EJ Hill was tired – at least that was the premise of “Wherever we will to root” at Oxy Arts in Los Angeles. “I was sad and tired,” the artist said in the press release, “so I decided to buy myself some flowers.” He also decided to make paintings of it. This explained the artist’s move away from endurance-based performances and heavy-hearted installations to a suite of large, bright flowers. Hill is best known for standing atop a winners’ podium in a gallery for entire days of work, without a break (Excellentia, Mollitia, Victoria2018, at the Hammer Museum in Los Angeles), and for being displayed in the loop of a model roller coaster (A monumental supply of potential energy, 2016, at the Studio Museum in Harlem). In both efforts, Hill used her disconcerting presence to amplify the racial and gender associations clinging to her own body until they sing. After exhausting himself in public, the exhibition text implied – and after living through two particularly exhausting years of pandemic-induced uncertainty and blatant racist violence, visitors might have added – Hill found respite in the painting process.

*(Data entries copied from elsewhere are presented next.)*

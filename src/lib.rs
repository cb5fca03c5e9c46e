//! Biblio library server
//!
//! REST JSON API over a small library catalog: categories, authors, books
//! and the loans that lend copies of those books to card holders.

use std::sync::Arc;

pub mod api;
pub mod clock;
pub mod config;
pub mod error;
pub mod models;
pub mod repository;
pub mod seed;
pub mod services;

pub use config::AppConfig;
pub use error::{AppError, AppResult};

/// Application state shared across all handlers
#[derive(Clone)]
pub struct AppState {
    pub config: Arc<AppConfig>,
    pub services: Arc<services::Services>,
}
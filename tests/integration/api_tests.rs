//! API integration tests

use reqwest::{Client, StatusCode};
use serde_json::{json, Value};

use crate::{create_author, create_book, get_json, post_json, unique, BASE_URL};

#[tokio::test]
#[ignore] // Run with: cargo test -- --ignored
async fn test_health_check() {
    let client = Client::new();

    let response = client
        .get(format!("{}/health", BASE_URL))
        .send()
        .await
        .expect("Failed to send request");

    assert!(response.status().is_success());

    let body: Value = response.json().await.expect("Failed to parse response");
    assert_eq!(body["status"], "healthy");
}

#[tokio::test]
#[ignore]
async fn test_readiness_check() {
    let (status, body) = get_json(&Client::new(), "/ready").await;
    assert_eq!(status, StatusCode::OK);
    assert_eq!(body["status"], "ready");
}

#[tokio::test]
#[ignore]
async fn test_contact_page() {
    let (status, body) = get_json(&Client::new(), "/contact").await;
    assert_eq!(status, StatusCode::OK);
    assert!(body["email"].is_string());
}

#[tokio::test]
#[ignore]
async fn test_list_books_paginated() {
    let (status, body) = get_json(&Client::new(), "/books?page=1&per_page=2").await;

    assert_eq!(status, StatusCode::OK);
    assert!(body["books"].as_array().expect("books").len() <= 2);
    assert_eq!(body["page"], 1);
    assert_eq!(body["per_page"], 2);
}

#[tokio::test]
#[ignore]
async fn test_book_crud() {
    let client = Client::new();
    let tag = unique();
    let author_id = create_author(&client, tag).await;
    let book_id = create_book(&client, author_id, 3, tag).await;

    let (status, body) = get_json(&client, &format!("/books/{}", book_id)).await;
    assert_eq!(status, StatusCode::OK);
    assert_eq!(body["available_copies"], 3);
    assert_eq!(body["author_name"], format!("Test Author{}", tag));

    let (status, body) = get_json(&client, &format!("/books/search?q=integration book {}", tag)).await;
    assert_eq!(status, StatusCode::OK);
    assert_eq!(body.as_array().expect("results").len(), 1);

    let response = client
        .put(format!("{}/books/{}", BASE_URL, book_id))
        .json(&json!({ "title": "Renamed" }))
        .send()
        .await
        .expect("Failed to send request");
    assert_eq!(response.status(), StatusCode::OK);
    let body: Value = response.json().await.expect("Failed to parse response");
    assert_eq!(body["title"], "Renamed");

    let response = client
        .delete(format!("{}/books/{}", BASE_URL, book_id))
        .send()
        .await
        .expect("Failed to send request");
    assert_eq!(response.status(), StatusCode::NO_CONTENT);

    let (status, body) = get_json(&client, &format!("/books/{}", book_id)).await;
    assert_eq!(status, StatusCode::NOT_FOUND);
    assert_eq!(body["error"], "NoSuchData");
}

#[tokio::test]
#[ignore]
async fn test_create_book_rejects_bad_copy_counts() {
    let client = Client::new();
    let tag = unique();
    let author_id = create_author(&client, tag).await;

    let (status, _) = post_json(
        &client,
        "/books",
        json!({
            "title": "Too many available",
            "isbn": format!("{:013}", tag),
            "publication_year": 2001,
            "author_id": author_id,
            "total_copies": 2,
            "available_copies": 3,
            "language": "fr",
            "pages": 120,
            "publisher": "Gallimard"
        }),
    )
    .await;
    assert_eq!(status, StatusCode::BAD_REQUEST);
}

#[tokio::test]
#[ignore]
async fn test_duplicate_category_conflicts() {
    let client = Client::new();
    let name = format!("category-{}", unique());

    let (status, _) = post_json(&client, "/categories", json!({ "name": name })).await;
    assert_eq!(status, StatusCode::CREATED);

    let (status, _) = post_json(&client, "/categories", json!({ "name": name })).await;
    assert_eq!(status, StatusCode::CONFLICT);

    let (status, body) = get_json(&client, &format!("/categories/{}", name)).await;
    assert_eq!(status, StatusCode::OK);
    assert_eq!(body["name"], name);
}

#[tokio::test]
#[ignore]
async fn test_author_with_books_is_protected() {
    let client = Client::new();
    let tag = unique();
    let author_id = create_author(&client, tag).await;
    create_book(&client, author_id, 1, tag).await;

    let response = client
        .delete(format!("{}/authors/{}", BASE_URL, author_id))
        .send()
        .await
        .expect("Failed to send request");
    assert_eq!(response.status(), StatusCode::CONFLICT);

    let (status, body) = get_json(&client, &format!("/authors/{}", author_id)).await;
    assert_eq!(status, StatusCode::OK);
    assert_eq!(body["books"].as_array().expect("books").len(), 1);
}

The emphasis here was on process: the panels on display, depicting sheaves and tangles of daffodils, roses, violets, etc., on scrubby monochrome fields, were the result of another kind of performance deprived of studio duration, supposedly restorative, inner, and unobserved – a gathering of energy for future foray into larger themes. Hill’s still lifes are pleasing to the eye. Again, as paintings as paintings, it’s hard to spend a lot of time on it. If making the paintings was therapeutic, seeing them was less so. The show depended on the compensatory backstory of Hill’s previous work. To put it bluntly, if this light and deskilled dish hadn’t been made by a contemporary artist of talent and reputation (Hill is part of the 2022 Whitney Biennale), who would care? The seasonal dynamic of exhaustion and rejuvenation, aptly symbolized by the open blooms and acrylic smear, was the draw.

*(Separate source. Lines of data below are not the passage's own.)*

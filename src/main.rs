//! Biblio Server - library catalog and loans
//!
//! REST API server for the book catalog and its loans.

use std::net::SocketAddr;
use std::sync::Arc;

use anyhow::Context;
use tracing_subscriber::{layer::SubscriberExt, util::SubscriberInitExt};

use biblio_server::{
    api,
    clock::SystemClock,
    config::{AppConfig, LoggingConfig},
    repository::{self, Repository},
    services::Services,
    AppState,
};

#[tokio::main]
async fn main() -> anyhow::Result<()> {
    // Load environment variables from .env file
    dotenvy::dotenv().ok();

    // Load configuration
    let config = AppConfig::load().context("Failed to load configuration")?;

    init_tracing(&config.logging);

    tracing::info!("Starting Biblio Server v{}", env!("CARGO_PKG_VERSION"));

    // Create database connection pool
    let pool = repository::connect(&config.database)
        .await
        .context("Failed to connect to database")?;

    tracing::info!("Connected to database");

    // Run migrations
    sqlx::migrate!("./migrations")
        .run(&pool)
        .await
        .context("Failed to run database migrations")?;

    tracing::info!("Database migrations completed");

    let addr = SocketAddr::new(
        config.server.host.parse().context("Invalid host address")?,
        config.server.port,
    );

    tracing::info!(
        "Loan policy: {} active loan(s) per card, {} day(s) per loan",
        config.loans.max_active_loans,
        config.loans.duration_days
    );

    // Create repository and services
    let services = Services::new(Repository::new(pool), &config, Arc::new(SystemClock));

    // Create application state
    let state = AppState {
        config: Arc::new(config),
        services: Arc::new(services),
    };

    let app = api::create_router(state);

    tracing::info!("Server listening on http://{}", addr);

    let listener = tokio::net::TcpListener::bind(addr).await?;
    axum::serve(listener, app).await?;

    Ok(())
}

/// `RUST_LOG` wins over the configured level.
fn init_tracing(logging: &LoggingConfig) {
    let filter = tracing_subscriber::EnvFilter::try_from_default_env()
        .unwrap_or_else(|_| format!("biblio_server={},tower_http=debug", logging.level).into());

    let registry = tracing_subscriber::registry().with(filter);
    if logging.format.eq_ignore_ascii_case("json") {
        registry.with(tracing_subscriber::fmt::layer().json()).init();
    } else {
        registry.with(tracing_subscriber::fmt::layer()).init();
    }
}
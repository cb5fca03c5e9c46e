//! Print the number of books and the first few of them.

use std::sync::Arc;

use anyhow::Context;

use biblio_server::{
    clock::SystemClock,
    config::AppConfig,
    repository::{self, Repository},
    services::Services,
};

const SHOWN: i64 = 10;

#[tokio::main]
async fn main() -> anyhow::Result<()> {
    dotenvy::dotenv().ok();

    let config = AppConfig::load().context("Failed to load configuration")?;
    let pool = repository::connect(&config.database)
        .await
        .context("Failed to connect to database")?;
    let services = Services::new(Repository::new(pool), &config, Arc::new(SystemClock));

    let (total, books) = services.catalog.overview(SHOWN).await?;
    println!("books_count {}", total);
    for book in books {
        println!("{} {} {}", book.id, book.title, book.isbn);
    }

    Ok(())
}
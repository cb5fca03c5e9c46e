//! Admin bulk actions and category deletion

use reqwest::{Client, StatusCode};
use serde_json::json;

use crate::{create_author, create_book, get_json, post_json, unique, BASE_URL};

#[tokio::test]
#[ignore]
async fn test_mark_books_unavailable() {
    let client = Client::new();
    let tag = unique();
    let author_id = create_author(&client, tag).await;
    let book_id = create_book(&client, author_id, 3, tag).await;

    let (status, body) = post_json(
        &client,
        "/admin/books/mark-unavailable",
        json!({ "ids": [book_id] }),
    )
    .await;
    assert_eq!(status, StatusCode::OK);
    assert_eq!(body["updated"], 1);

    let (_, book) = get_json(&client, &format!("/books/{}", book_id)).await;
    assert_eq!(book["available_copies"], 0);
    assert_eq!(book["total_copies"], 3);

    let (status, _) = post_json(&client, "/admin/books/mark-unavailable", json!({ "ids": [] })).await;
    assert_eq!(status, StatusCode::BAD_REQUEST);
}

#[tokio::test]
#[ignore]
async fn test_deleting_category_keeps_its_books() {
    let client = Client::new();
    let tag = unique();
    let author_id = create_author(&client, tag).await;

    let (status, category) = post_json(
        &client,
        "/categories",
        json!({ "name": format!("doomed-{}", tag) }),
    )
    .await;
    assert_eq!(status, StatusCode::CREATED);
    let category_id = category["id"].as_i64().expect("No category id");

    let book_id = create_book(&client, author_id, 1, tag).await;
    let response = client
        .put(format!("{}/books/{}", BASE_URL, book_id))
        .json(&json!({ "category_id": category_id }))
        .send()
        .await
        .expect("Failed to send request");
    assert_eq!(response.status(), StatusCode::OK);

    let response = client
        .delete(format!("{}/categories/{}", BASE_URL, category_id))
        .send()
        .await
        .expect("Failed to send request");
    assert_eq!(response.status(), StatusCode::NO_CONTENT);

    let (status, book) = get_json(&client, &format!("/books/{}", book_id)).await;
    assert_eq!(status, StatusCode::OK);
    assert!(book["category_id"].is_null());
    assert!(book["category_name"].is_null());
}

At this point, two non-pictorial works in the exhibition represented an ongoing practice of care and endurance: Vase with some flowers (2020-22, made with August Grahn), a porcelain wall sink overflowing with a fresh bouquet (replenished as needed, otherwise the piece would have entailed everything the show claimed to represent); and Garden (2022), a small white grand piano tilted in the middle of the gallery, the lid open as if ready for a recital. On the piano music stand is a yearbook page from the artist’s past and what could be a photograph of the Hill family: the artist interprets his own pathos. Throughout the show, a series of events were woven including a sunset hike on nearby Fiji Hill, culminating in a feast of Guyanese dishes prepared by DJ and chef Jasani Jacobs; a watercolor workshop, run by the California Coalition for Women Prisoners, whose participants painted flowers and sent them to incarcerated women; and a closing musical performance by Hill and Jeffrey Michael Austin as Daisy Days – they played piano. The pending keys, the abundant vase-sink, and the loose style and subject matter of the paintings, suggested an atmosphere of spontaneity. Instead, the objects in the exhibit attested to the purposefulness of Hill’s healing performance and then served as the backdrop for the community therapy of public programs.

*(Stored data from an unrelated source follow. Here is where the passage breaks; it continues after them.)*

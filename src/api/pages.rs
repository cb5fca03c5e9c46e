//! Home, about and contact pages

use axum::{extract::State, Json};
use serde::Serialize;
use utoipa::ToSchema;

use crate::{error::AppResult, models::book::BookShort, AppState};

const HOME_LATEST: i64 = 5;

#[derive(Serialize, ToSchema)]
pub struct HomePage {
    pub library: String,
    pub books_count: i64,
    /// First books of the catalog
    pub books: Vec<BookShort>,
}

#[derive(Serialize, ToSchema)]
pub struct AboutPage {
    pub library: String,
    pub version: String,
    pub max_active_loans: i64,
    pub loan_duration_days: i64,
}

#[derive(Serialize, ToSchema)]
pub struct ContactPage {
    pub library: String,
    pub email: String,
}

#[utoipa::path(
    get,
    path = "/",
    tag = "pages",
    responses(
        (status = 200, description = "Home page", body = HomePage)
    )
)]
pub async fn home(State(state): State<AppState>) -> AppResult<Json<HomePage>> {
    let (books_count, books) = state.services.catalog.overview(HOME_LATEST).await?;
    Ok(Json(HomePage {
        library: state.config.library.name.clone(),
        books_count,
        books,
    }))
}

#[utoipa::path(
    get,
    path = "/about",
    tag = "pages",
    responses(
        (status = 200, description = "About page", body = AboutPage)
    )
)]
pub async fn about(State(state): State<AppState>) -> Json<AboutPage> {
    let policy = state.services.loans.policy();
    Json(AboutPage {
        library: state.config.library.name.clone(),
        version: env!("CARGO_PKG_VERSION").to_string(),
        max_active_loans: policy.max_active_loans,
        loan_duration_days: policy.duration_days,
    })
}

#[utoipa::path(
    get,
    path = "/contact",
    tag = "pages",
    responses(
        (status = 200, description = "Contact page", body = ContactPage)
    )
)]
pub async fn contact(State(state): State<AppState>) -> Json<ContactPage> {
    Json(ContactPage {
        library: state.config.library.name.clone(),
        email: state.config.library.contact_email.clone(),
    })
}
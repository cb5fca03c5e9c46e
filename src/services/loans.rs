//! Loan management service

use std::sync::Arc;

use validator::Validate;

use crate::{
    clock::Clock,
    config::CatalogConfig,
    error::{AppError, AppResult},
    models::loan::{BulkReturnReport, CreateLoan, LoanDetails, LoanPolicy, LoanRow, SkippedLoan},
    repository::Repository,
};

#[derive(Clone)]
pub struct LoansService {
    repository: Repository,
    policy: LoanPolicy,
    config: CatalogConfig,
    clock: Arc<dyn Clock>,
}

impl LoansService {
    pub fn new(
        repository: Repository,
        policy: LoanPolicy,
        config: CatalogConfig,
        clock: Arc<dyn Clock>,
    ) -> Self {
        Self {
            repository,
            policy,
            config,
            clock,
        }
    }

    pub fn policy(&self) -> &LoanPolicy {
        &self.policy
    }

    /// Create a new loan (borrow a book)
    pub async fn create_loan(&self, request: CreateLoan) -> AppResult<LoanDetails> {
        request.validate()?;

        let now = self.clock.now();
        match self.repository.loans.create(&request, &self.policy, now).await {
            Ok((loan, book)) => {
                tracing::info!(
                    "Loan {} created: book {} to card {}, due {} ({} copies left)",
                    loan.id, book.id, loan.card_number, loan.due_date, book.available_copies
                );
                Ok(LoanRow {
                    loan,
                    book_title: book.title,
                }
                .into_details(now.date_naive()))
            }
            Err(e @ (AppError::LoanLimitExceeded { .. } | AppError::BookUnavailable(_))) => {
                tracing::warn!(
                    "Loan refused for card {} on book {}: {}",
                    request.card_number, request.book_id, e
                );
                Err(e)
            }
            Err(e) => Err(e),
        }
    }

    /// Return a borrowed book
    pub async fn return_loan(&self, loan_id: i32) -> AppResult<LoanDetails> {
        let now = self.clock.now();
        let (loan, book) = self.repository.loans.return_loan(loan_id, now).await?;

        tracing::info!(
            "Loan {} returned: book {} now has {}/{} copies available",
            loan.id, book.id, book.available_copies, book.total_copies
        );

        Ok(LoanRow {
            loan,
            book_title: book.title,
        }
        .into_details(now.date_naive()))
    }

    /// Return each loan independently; failures are reported, not propagated.
    pub async fn return_many(&self, loan_ids: &[i32]) -> AppResult<BulkReturnReport> {
        let mut report = BulkReturnReport::default();

        for &id in loan_ids {
            match self.return_loan(id).await {
                Ok(_) => report.returned.push(id),
                Err(e @ (AppError::NotFound(_) | AppError::BusinessRule(_))) => {
                    report.skipped.push(SkippedLoan {
                        id,
                        reason: e.to_string(),
                    });
                }
                Err(e) => return Err(e),
            }
        }

        Ok(report)
    }

    pub async fn get_loan(&self, id: i32) -> AppResult<LoanDetails> {
        self.repository.loans.get_details(id, self.clock.today()).await
    }

    pub async fn list_active(&self) -> AppResult<Vec<LoanDetails>> {
        self.repository
            .loans
            .list_active(self.clock.today(), self.config.default_page_size)
            .await
    }

    /// Loans past due and not returned
    pub async fn list_overdue(&self) -> AppResult<Vec<LoanDetails>> {
        self.repository
            .loans
            .list_overdue(self.clock.today(), self.config.default_page_size)
            .await
    }

    /// Loan history for a library card
    pub async fn card_history(&self, card_number: &str) -> AppResult<Vec<LoanDetails>> {
        self.repository
            .loans
            .list_by_card(card_number, self.clock.today(), self.config.history_limit)
            .await
    }

    pub async fn count_for_card(&self, card_number: &str) -> AppResult<i64> {
        self.repository.loans.count_by_card(card_number).await
    }
}

#[cfg(test)]
mod tests {
    use super::*;
    use crate::clock::MockClock;
    use sqlx::postgres::PgPoolOptions;

    #[tokio::test]
    async fn test_invalid_request_is_rejected_before_admission() {
        let pool = PgPoolOptions::new()
            .connect_lazy("postgres://biblio@localhost/biblio_unused")
            .unwrap();
        let mut clock = MockClock::new();
        clock.expect_now().never();
        let service = LoansService::new(
            Repository::new(pool),
            LoanPolicy::default(),
            CatalogConfig::default(),
            Arc::new(clock),
        );

        let request = CreateLoan {
            book_id: 1,
            borrower_name: "Test User".to_string(),
            borrower_email: "not-an-email".to_string(),
            card_number: "CARD1".to_string(),
            comments: None,
        };
        let err = service.create_loan(request).await.unwrap_err();
        assert!(matches!(err, AppError::Validation(_)));
        assert_eq!(service.policy().max_active_loans, 5);
    }
}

The idea of the paintings as mere “relief” artifacts was also complicated by the clouds of neon affixed to two of them, a la Mary Weatherford. In Even the clouds are losing sleep (2022) and root note (2022), the white gas in the glass piping ricochets around the circuit in the form of pellets. The neon elements recall their corollary in Hill’s body performance practice, in which handwritten phrases rendered in neon pressurize any otherwise ambiguous theme. In fact, the Oxy Arts show explicitly answered the question Hill posed four years ago in the neon script mounted behind the podium during his Hammer presentation: “Where on earth, in what soils and under what conditions? shall we bloom brightly and violently?” The title of the Oxy show answered: “Where we want to put down roots”, wherever we decide. But these paintings are neither brilliant nor violent; the fluffy neon icons added a touch of calculation to the horizon of an otherwise twee show, anchoring the artwork in old painterly objectivity. Hill’s exhibition reminded visitors that art can be therapy, and that therapy can involve a kind of refusal (to perform for others, to burn out). But in trying to make this argument, the paintings ran out.